Sample predict request
{
"tenure": 3,
"monthly_charges": 85.50,
"total_charges": 256.50,
"contract": "Month-to-month",
"internet_service": "Fiber optic",
"payment_method": "Electronic check",
"senior_citizen": 0
}
Response:
{
"churn_prediction": "Yes",
"churn_probability": 0.82,
"risk_level": "High",
"model_version": "1.0.0"
}
5. Image Classifier (Simple)
Classify images into categories using pixel features or pre-extracted features.
| Aspect | Details |
|---|---|
| Type | Multi-class Classification |
| Difficulty | ⭐⭐⭐ Advanced |
| Dataset | Fashion MNIST or CIFAR-10 |
| Samples | ~70,000 (Fashion MNIST) |
| Features | 28×28 pixel values (flattened to 784 features) |
| Target | Category (T-shirt, Trouser, Pullover, etc.) |
Suggested Models
- Logistic Regression on flattened pixels (baseline)
- Random Forest on flattened pixels
- SVM with dimensionality reduction (PCA)
API Endpoints
| Endpoint | Method | Input | Output |
|---|---|---|---|
/predict | POST | { pixels: [0.0, 0.0, ..., 0.5, ...] } (784 values) | { category, confidence, top_3_predictions } |
/health | GET | — | { status, timestamp } |
/model-info | GET | — | { model, accuracy, classes } |
Evaluation Metrics
- Accuracy
- Per-class Precision and Recall
- Confusion Matrix (10×10)
- Macro F1-Score
Explainability Focus
LIME for images highlights which pixel regions contributed most to the classification.
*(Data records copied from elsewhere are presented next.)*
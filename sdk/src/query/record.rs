//! Transaction records.
//!
//! A record is the full account of a transaction after consensus: the
//! receipt plus the consensus timestamp, the fee actually charged and every
//! balance change. Unlike receipts, records cost money to fetch.
//!
//! ## Payment flow
//!
//! 1. Ask one node what the query costs (`COST_ANSWER`, no payment).
//! 2. Refuse if that exceeds the max query payment.
//! 3. Build one payment transfer per candidate node (operator → node) and
//!    sign it with the operator key.
//! 4. Run the `ANSWER_ONLY` query, attaching the payment addressed to
//!    whichever node the engine picks.

use std::collections::BTreeMap;
use std::time::Duration;

use prost::Message;
use tokio::time::Instant;
use tracing::debug;

use super::receipt::TransactionReceipt;
use super::{precheck, query_header, GET_RECORD_METHOD};
use crate::client::{Client, Operator};
use crate::entity::AccountId;
use crate::error::{Error, Result};
use crate::execute::{self, Execute, Outcome};
use crate::hbar::Hbar;
use crate::proto::{required, services, FromProtobuf, ToProtobuf};
use crate::status::Status;
use crate::timestamp::Timestamp;
use crate::transaction::{TransactionId, TransferTransaction};

/// One balance change in a record.
#[derive(Debug, Clone, Copy, PartialEq, Eq)]
pub struct Transfer {
    pub account_id: AccountId,
    pub amount: Hbar,
}

#[derive(Debug, Clone, PartialEq, Eq)]
pub struct TransactionRecord {
    pub receipt: TransactionReceipt,
    pub transaction_hash: Vec<u8>,
    pub consensus_timestamp: Option<Timestamp>,
    pub transaction_id: TransactionId,
    pub memo: String,
    pub transaction_fee: Hbar,
    pub transfers: Vec<Transfer>,
}

impl ToProtobuf for TransactionRecord {
    type Protobuf = services::TransactionRecord;

    fn to_protobuf(&self) -> Self::Protobuf {
        let account_amounts = self
            .transfers
            .iter()
            .map(|transfer| services::AccountAmount {
                account_id: Some(transfer.account_id.to_protobuf()),
                amount: transfer.amount.to_tinybars(),
                is_approval: false,
            })
            .collect();

        services::TransactionRecord {
            receipt: Some(self.receipt.to_protobuf()),
            transaction_hash: self.transaction_hash.clone(),
            consensus_timestamp: self.consensus_timestamp.map(|ts| ts.to_protobuf()),
            transaction_id: Some(self.transaction_id.to_protobuf()),
            memo: self.memo.clone(),
            transaction_fee: self.transaction_fee.to_tinybars() as u64,
            transfer_list: Some(services::TransferList { account_amounts }),
        }
    }
}

impl FromProtobuf<services::TransactionRecord> for TransactionRecord {
    fn from_protobuf(pb: services::TransactionRecord) -> Result<Self> {
        let transfers = pb
            .transfer_list
            .unwrap_or_default()
            .account_amounts
            .into_iter()
            .map(|leg| {
                Ok(Transfer {
                    account_id: AccountId::from_protobuf(required(leg.account_id, "accountID")?)?,
                    amount: Hbar::from_tinybars(leg.amount),
                })
            })
            .collect::<Result<Vec<_>>>()?;

        Ok(Self {
            receipt: TransactionReceipt::from_protobuf(required(pb.receipt, "receipt")?)?,
            transaction_hash: pb.transaction_hash,
            consensus_timestamp: pb.consensus_timestamp.map(Timestamp::from_protobuf).transpose()?,
            transaction_id: TransactionId::from_protobuf(required(
                pb.transaction_id,
                "transactionID",
            )?)?,
            memo: pb.memo,
            transaction_fee: Hbar::from_tinybars(pb.transaction_fee as i64),
            transfers,
        })
    }
}

/// Fetches a transaction's record, paying for it from the operator account.
#[derive(Debug, Clone, Default)]
pub struct TransactionRecordQuery {
    transaction_id: Option<TransactionId>,
    node_account_ids: Option<Vec<AccountId>>,
    include_duplicates: bool,
    validate_status: bool,
    query_payment: Option<Hbar>,
    max_query_payment: Option<Hbar>,
}

impl TransactionRecordQuery {
    pub fn new() -> Self {
        Self::default()
    }

    pub fn transaction_id(mut self, id: TransactionId) -> Self {
        self.transaction_id = Some(id);
        self
    }

    pub fn node_account_ids(mut self, ids: impl IntoIterator<Item = AccountId>) -> Self {
        self.node_account_ids = Some(ids.into_iter().collect());
        self
    }

    pub fn include_duplicates(mut self, include: bool) -> Self {
        self.include_duplicates = include;
        self
    }

    /// Fail with `ReceiptStatus` when the record's receipt is not `SUCCESS`.
    pub fn validate_status(mut self, validate: bool) -> Self {
        self.validate_status = validate;
        self
    }

    /// Pays exactly this much and skips the cost lookup.
    pub fn query_payment(mut self, amount: Hbar) -> Self {
        self.query_payment = Some(amount);
        self
    }

    /// Overrides the client's ceiling on what the looked-up cost may be.
    pub fn max_query_payment(mut self, amount: Hbar) -> Self {
        self.max_query_payment = Some(amount);
        self
    }

    pub async fn execute(&self, client: &Client) -> Result<TransactionRecord> {
        self.execute_with_timeout(client, client.backoff().receipt_timeout)
            .await
    }

    pub async fn execute_with_timeout(
        &self,
        client: &Client,
        timeout: Duration,
    ) -> Result<TransactionRecord> {
        let transaction_id = self
            .transaction_id
            .ok_or_else(|| Error::illegal_state("record query needs a transaction ID"))?;
        let operator = client.operator().ok_or(Error::NoOperator)?;
        client.validate_checksums([
            transaction_id.account_id.entity_id(),
            operator.account_id.entity_id(),
        ])?;
        let deadline = Instant::now() + timeout;

        let cost = match self.query_payment {
            Some(amount) => amount,
            None => {
                let cost = self.cost(client, transaction_id, deadline).await?;
                let max = self
                    .max_query_payment
                    .unwrap_or_else(|| client.default_max_query_payment());
                if cost > max {
                    return Err(Error::MaxQueryPaymentExceeded { cost, max });
                }
                cost
            }
        };

        let nodes = match &self.node_account_ids {
            Some(nodes) => nodes.clone(),
            None => client.network().sample_node_account_ids(Instant::now())?,
        };
        let payments = payments(client, &operator, &nodes, cost)?;
        debug!(
            transaction_id = %transaction_id,
            %cost,
            nodes = nodes.len(),
            "paying for record query"
        );

        let mut request = RecordRequest {
            query: self,
            transaction_id,
            nodes,
            payments,
        };
        let record = execute::execute(client, &mut request, deadline, None)
            .await?
            .output;

        if self.validate_status && record.receipt.status != Status::Success {
            return Err(Error::ReceiptStatus {
                status: record.receipt.status,
                transaction_id,
            });
        }
        Ok(record)
    }

    async fn cost(
        &self,
        client: &Client,
        transaction_id: TransactionId,
        deadline: Instant,
    ) -> Result<Hbar> {
        let mut request = CostRequest {
            query: self,
            transaction_id,
        };
        Ok(execute::execute(client, &mut request, deadline, None)
            .await?
            .output)
    }

    fn encode(
        &self,
        transaction_id: TransactionId,
        response_type: i32,
        payment: Option<services::Transaction>,
    ) -> Vec<u8> {
        let query = services::TransactionGetRecordQuery {
            header: Some(query_header(response_type, payment)),
            transaction_id: Some(transaction_id.to_protobuf()),
            include_duplicates: self.include_duplicates,
            include_child_records: false,
        };
        services::Query {
            query: Some(services::query::Query::TransactionGetRecord(query)),
        }
        .encode_to_vec()
    }
}

/// One signed operator → node transfer of `cost` per node.
fn payments(
    client: &Client,
    operator: &Operator,
    nodes: &[AccountId],
    cost: Hbar,
) -> Result<BTreeMap<AccountId, services::Transaction>> {
    let mut payments = BTreeMap::new();
    for node in nodes {
        let mut payment = TransferTransaction::new()
            .hbar_transfer(operator.account_id, -cost)
            .hbar_transfer(*node, cost)
            .transaction_id(TransactionId::generate(operator.account_id))
            .node_account_ids([*node])
            .max_transaction_fee(client.default_max_transaction_fee())
            .freeze()?;
        payment.sign(&operator.private_key)?;
        let envelope = payment
            .envelope_for(*node)
            .ok_or_else(|| Error::illegal_state(format!("payment has no body for node {node}")))?;
        payments.insert(*node, envelope);
    }
    Ok(payments)
}

fn decode_record_response(response: &[u8]) -> Result<services::TransactionGetRecordResponse> {
    match services::Response::decode(response)? {
        services::Response {
            response: Some(services::response::Response::TransactionGetRecord(response)),
        } => Ok(response),
        _ => Err(Error::decode("expected a record response")),
    }
}

struct CostRequest<'a> {
    query: &'a TransactionRecordQuery,
    transaction_id: TransactionId,
}

impl Execute for CostRequest<'_> {
    type Output = Hbar;

    fn node_account_ids(&self) -> Option<&[AccountId]> {
        self.query.node_account_ids.as_deref()
    }

    fn method(&self) -> &'static str {
        GET_RECORD_METHOD
    }

    fn make_request(&self, _node: AccountId) -> Result<Vec<u8>> {
        Ok(self
            .query
            .encode(self.transaction_id, services::RESPONSE_TYPE_COST_ANSWER, None))
    }

    fn classify(&self, _node: AccountId, response: &[u8]) -> Outcome<Hbar> {
        let response = match decode_record_response(response) {
            Ok(response) => response,
            Err(err) => return Outcome::Fatal(err),
        };
        match precheck(response.header, self.transaction_id) {
            Ok(header) => Outcome::Done(Hbar::from_tinybars(header.cost as i64)),
            // A cost is known even while the record is not.
            Err(Outcome::Pending(err)) => Outcome::Fatal(err),
            Err(outcome) => outcome,
        }
    }
}

struct RecordRequest<'a> {
    query: &'a TransactionRecordQuery,
    transaction_id: TransactionId,
    nodes: Vec<AccountId>,
    payments: BTreeMap<AccountId, services::Transaction>,
}

impl Execute for RecordRequest<'_> {
    type Output = TransactionRecord;

    fn node_account_ids(&self) -> Option<&[AccountId]> {
        Some(&self.nodes)
    }

    fn method(&self) -> &'static str {
        GET_RECORD_METHOD
    }

    fn make_request(&self, node: AccountId) -> Result<Vec<u8>> {
        let payment = self
            .payments
            .get(&node)
            .cloned()
            .ok_or_else(|| Error::illegal_state(format!("no query payment for node {node}")))?;
        Ok(self.query.encode(
            self.transaction_id,
            services::RESPONSE_TYPE_ANSWER_ONLY,
            Some(payment),
        ))
    }

    fn classify(&self, _node: AccountId, response: &[u8]) -> Outcome<TransactionRecord> {
        let response = match decode_record_response(response) {
            Ok(response) => response,
            Err(err) => return Outcome::Fatal(err),
        };
        if let Err(outcome) = precheck(response.header, self.transaction_id) {
            return outcome;
        }
        let Some(record) = response.transaction_record else {
            return Outcome::Fatal(Error::decode("record response has no record"));
        };

        let status = record
            .receipt
            .as_ref()
            .map_or(Status::Unknown, |receipt| Status::from_code(receipt.status));
        if status.is_pending() {
            return Outcome::Pending(Error::Rejected {
                status,
                transaction_id: Some(self.transaction_id),
            });
        }
        match TransactionRecord::from_protobuf(record) {
            Ok(record) => Outcome::Done(record),
            Err(err) => Outcome::Fatal(err),
        }
    }
}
SHAP can show feature importance across pixel positions.
This project requires handling high-dimensional input (784 features). Consider PCA for dimensionality reduction. The API payload will be larger — plan for validation of array length and value ranges.
Sample predict request
{
"pixels": [0.0, 0.0, 0.0, 0.0, 0.12, 0.45, 0.78, "... (784 values total)"]
}
Response:
{
"category": "Ankle boot",
"confidence": 0.91,
"top_3_predictions": [
{"category": "Ankle boot", "confidence": 0.91},
{"category": "Sneaker", "confidence": 0.06},
{"category": "Sandal", "confidence": 0.02}
],
"model_version": "1.0.0"
}
6. Medical Risk Assessment
Predict the risk of a medical condition based on patient features.
| Aspect | Details |
|---|---|
| Type | Binary Classification |
| Difficulty | ⭐⭐ Intermediate |
| Dataset | Heart Disease UCI or Diabetes |
| Samples | ~303 (Heart) / ~768 (Diabetes) |
| Features | Age, blood pressure, cholesterol, glucose, BMI, etc. |
| Target | Disease presence (Yes / No) |
Suggested Models
- Logistic Regression (baseline — interpretable in healthcare)
- Random Forest Classifier
- Support Vector Machine
API Endpoints
| Endpoint | Method | Input | Output |
|---|---|---|---|
/predict | POST | { age, blood_pressure, cholesterol, glucose, bmi, ... } | { risk_level, probability, contributing_factors } |
/health | GET | — | { status, timestamp } |
/model-info | GET | — | { model, recall, precision, features } |
Evaluation Metrics
- Recall (primary — minimizing false negatives is critical in healthcare)
- Precision
- F1-Score
- AUC-ROC
Explainability Focus
Explainability is essential in healthcare. SHAP force plots and LIME explanations show exactly which patient factors contribute to the risk assessment. This makes your analysis highly relevant for your presentation.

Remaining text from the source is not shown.